Is Day Trading For Everybody?
When it comes to trading, day traders don't keep any positions open overnight. Day trading is officially a mug's game. For the vast majority of day traders studied by UCLA researchers in 2010, 95 percent had lost money. As a result, you may be able to join the 5% of people who succeed.
No, they also discovered that experienced losers continue to lose. Trading to learn is no more reasonable or lucrative than gambling on roulette, according to the researchers.
So, is day trading for everybody? No.
Day traders have seen their advantage eroded even more after that research was finished. Computers that can purchase and sell thousands of times a second have risen to prominence in high-frequency trading (HFT). There is a lot of money to be made if you have access to exchanges at lightning speed.
COPYRIGHT_WI: Published on https://washingtonindependent.com/ebv/day-trading/ by William Willis on 2022-01-14T03:03:50.681Z
Costs mount quickly when you're day trading. Every time you make a deal, you have to pay a transaction charge. If your deal is worth $5,000, you'll pay $10 in fees on a normal exchange, which is 0.02 percent.
It's not a huge problem if you trade once a day. That's $500 if you trade 50 times a day. One hundred thousand dollars in fees for day trading 200 days out of the year. As a result, day traders question why they haven't made any money.
Bitcoin is expected to climb in the next several weeks, so, for example, you purchase ten Bitcoins at $6,000 apiece, paying only $10 for the spread. The price of Bitcoin has risen to $6,200 three weeks after the first surge of $11,000. If you sell your Bitcoins and make $2,000, unlike the day trader, you just have to pay $10 in the spread, rather than $1,000. In the long run, the difference in the two techniques' respective profit margins is substantial. Having a long-term perspective is more lucrative (and less stressful) than taking a short-term one.
Try to acquire cryptocurrencies at the beginning of an uptrend and then sell them at the peak of that trend. To put it another way, if you wait until the market is in a downtrend before buying, you generally lose out on a little portion of the profit at the bottom of the cycle. It was once said by a trading instructor that only monkeys pick bottoms. Deep knowledge may be found within that stunning depiction of the human digestive system. Trying to get on the bandwagon before everyone else does.

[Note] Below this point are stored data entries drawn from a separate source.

//! Render tree structure.

use common::Rect;
use slotmap::{new_key_type, SlotMap};
use smallvec::SmallVec;

new_key_type! {
    /// Identifier of a box in the render tree.
    pub struct RenderBoxId;
}

/// Content of a rendered box.
#[derive(Clone, Copy, Debug, PartialEq, Eq)]
pub enum RenderBoxKind {
    /// Structural box laying out children.
    Container,
    /// Blank space reserved by an empty grid cell.
    Spacer,
    /// Leaf rendering the item with this index.
    Item(usize),
}

/// A box in the render tree.
#[derive(Clone, Debug)]
pub struct RenderBox {
    pub id: RenderBoxId,
    pub kind: RenderBoxKind,
    /// Final rectangle, relative to the tree origin.
    pub rect: Rect,
    pub parent: Option<RenderBoxId>,
    pub children: SmallVec<[RenderBoxId; 4]>,
}

impl RenderBox {
    fn new(id: RenderBoxId, kind: RenderBoxKind, rect: Rect) -> Self {
        Self {
            id,
            kind,
            rect,
            parent: None,
            children: SmallVec::new(),
        }
    }
}

/// The render tree: an arena of boxes plus root bookkeeping. A
/// replaced root can be detached instead of destroyed; detached roots
/// stay alive until the owner disposes them.
pub struct RenderTree {
    boxes: SlotMap<RenderBoxId, RenderBox>,
    root: Option<RenderBoxId>,
    detached_roots: Vec<RenderBoxId>,
}

impl RenderTree {
    pub fn new() -> Self {
        Self {
            boxes: SlotMap::with_key(),
            root: None,
            detached_roots: Vec::new(),
        }
    }

    /// Get root box.
    pub fn root(&self) -> Option<RenderBoxId> {
        self.root
    }

    /// Set root box.
    pub fn set_root(&mut self, box_id: RenderBoxId) {
        self.root = Some(box_id);
    }

    /// Create a box.
    pub fn create_box(&mut self, kind: RenderBoxKind, rect: Rect) -> RenderBoxId {
        self.boxes.insert_with_key(|id| RenderBox::new(id, kind, rect))
    }

    /// Get a box by ID.
    pub fn get(&self, id: RenderBoxId) -> Option<&RenderBox> {
        self.boxes.get(id)
    }

    /// Get a mutable box by ID.
    pub fn get_mut(&mut self, id: RenderBoxId) -> Option<&mut RenderBox> {
        self.boxes.get_mut(id)
    }

    /// Append child to parent.
    pub fn append_child(&mut self, parent: RenderBoxId, child: RenderBoxId) {
        if let Some(child_box) = self.boxes.get_mut(child) {
            child_box.parent = Some(parent);
        }
        if let Some(parent_box) = self.boxes.get_mut(parent) {
            parent_box.children.push(child);
        }
    }

    /// Get children.
    pub fn children(&self, box_id: RenderBoxId) -> impl Iterator<Item = RenderBoxId> + '_ {
        self.boxes
            .get(box_id)
            .into_iter()
            .flat_map(|b| b.children.iter().copied())
    }

    /// Remove a box and its subtree.
    pub fn remove(&mut self, box_id: RenderBoxId) {
        if let Some(parent_id) = self.boxes.get(box_id).and_then(|b| b.parent) {
            if let Some(parent) = self.boxes.get_mut(parent_id) {
                parent.children.retain(|id| *id != box_id);
            }
        }

        let mut to_remove = vec![box_id];
        let mut i = 0;
        while i < to_remove.len() {
            if let Some(b) = self.boxes.get(to_remove[i]) {
                to_remove.extend(b.children.iter().copied());
            }
            i += 1;
        }
        for id in to_remove {
            self.boxes.remove(id);
        }

        if self.root == Some(box_id) {
            self.root = None;
        }
        self.detached_roots.retain(|&id| id != box_id);
    }

    /// Detach the current root without destroying it. The subtree is
    /// retained so it can keep animating until disposal.
    pub fn detach_root(&mut self) -> Option<RenderBoxId> {
        let root = self.root.take()?;
        self.detached_roots.push(root);
        Some(root)
    }

    /// Remove the current root subtree entirely.
    pub fn destroy_root(&mut self) {
        if let Some(root) = self.root {
            self.remove(root);
        }
    }

    /// Roots detached but not yet destroyed.
    pub fn detached_roots(&self) -> &[RenderBoxId] {
        &self.detached_roots
    }

    /// Destroy every retained detached root.
    pub fn clean_detached(&mut self) {
        let detached = std::mem::take(&mut self.detached_roots);
        for id in detached {
            self.remove(id);
        }
    }

    /// Get number of boxes.
    pub fn len(&self) -> usize {
        self.boxes.len()
    }

    /// Check if tree is empty.
    pub fn is_empty(&self) -> bool {
        self.boxes.is_empty()
    }

    /// Get all boxes.
    pub fn iter(&self) -> impl Iterator<Item = (RenderBoxId, &RenderBox)> {
        self.boxes.iter()
    }
}

impl Default for RenderTree {
    fn default() -> Self {
        Self::new()
    }
}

Even the fact that they've even started is a guess. It locks your money in a cryptocurrency that will never rise in value. It's wiser to wait for the trend to develop before jumping on board. Don't attempt to be greedy by choosing bottoms; if you get on a solid trend in its early stages, you'll earn more than enough money.
It's possible that trends are only fads. This is a common problem! There is a good chance that trends will continue, but it doesn't guarantee that if you purchase into one, the price will merely go sideways or even reverse gear right after you acquire it.
Once again, cutting your losses comes into play in this situation. This is a question that Jesse Livermore would ask: "Does the price seem fair?" Is it doing what you had hoped? In the event that it's not, it's time to consider leaving, even if you have to take a tiny financial hit. To make up for the many modest losses that occur each year, you just need one or two truly excellent transactions per year.
It's all about discipline.
Like a good poker player, a superb trend trader is a master of the game. Their patience is tested as they fold hands after hands, each time losing a little amount of money. It might be emotionally draining to lose so much, but if you don't stay disciplined, you'll miss out on the major gains.
A string of losses could be like tossing a coin and getting heads eight times in a row if you're confident that your trading strategy is sound. When things go wrong, it doesn't always indicate that your approach is flawed; it might just be poor luck. As long as you've analyzed your approach and feel this is the case, then it makes sense to keep firing.
Despite the fact that many traders have mastered these strategies, only a small percentage of them are really profitable due to psychological biases. Breaking the rules begins to seem like a natural part of your personality. Great traders learn to take the voice with a grain of salt, but they also learn to keep to the rules and manage the voices rather than having the voices dominate them. We're all human.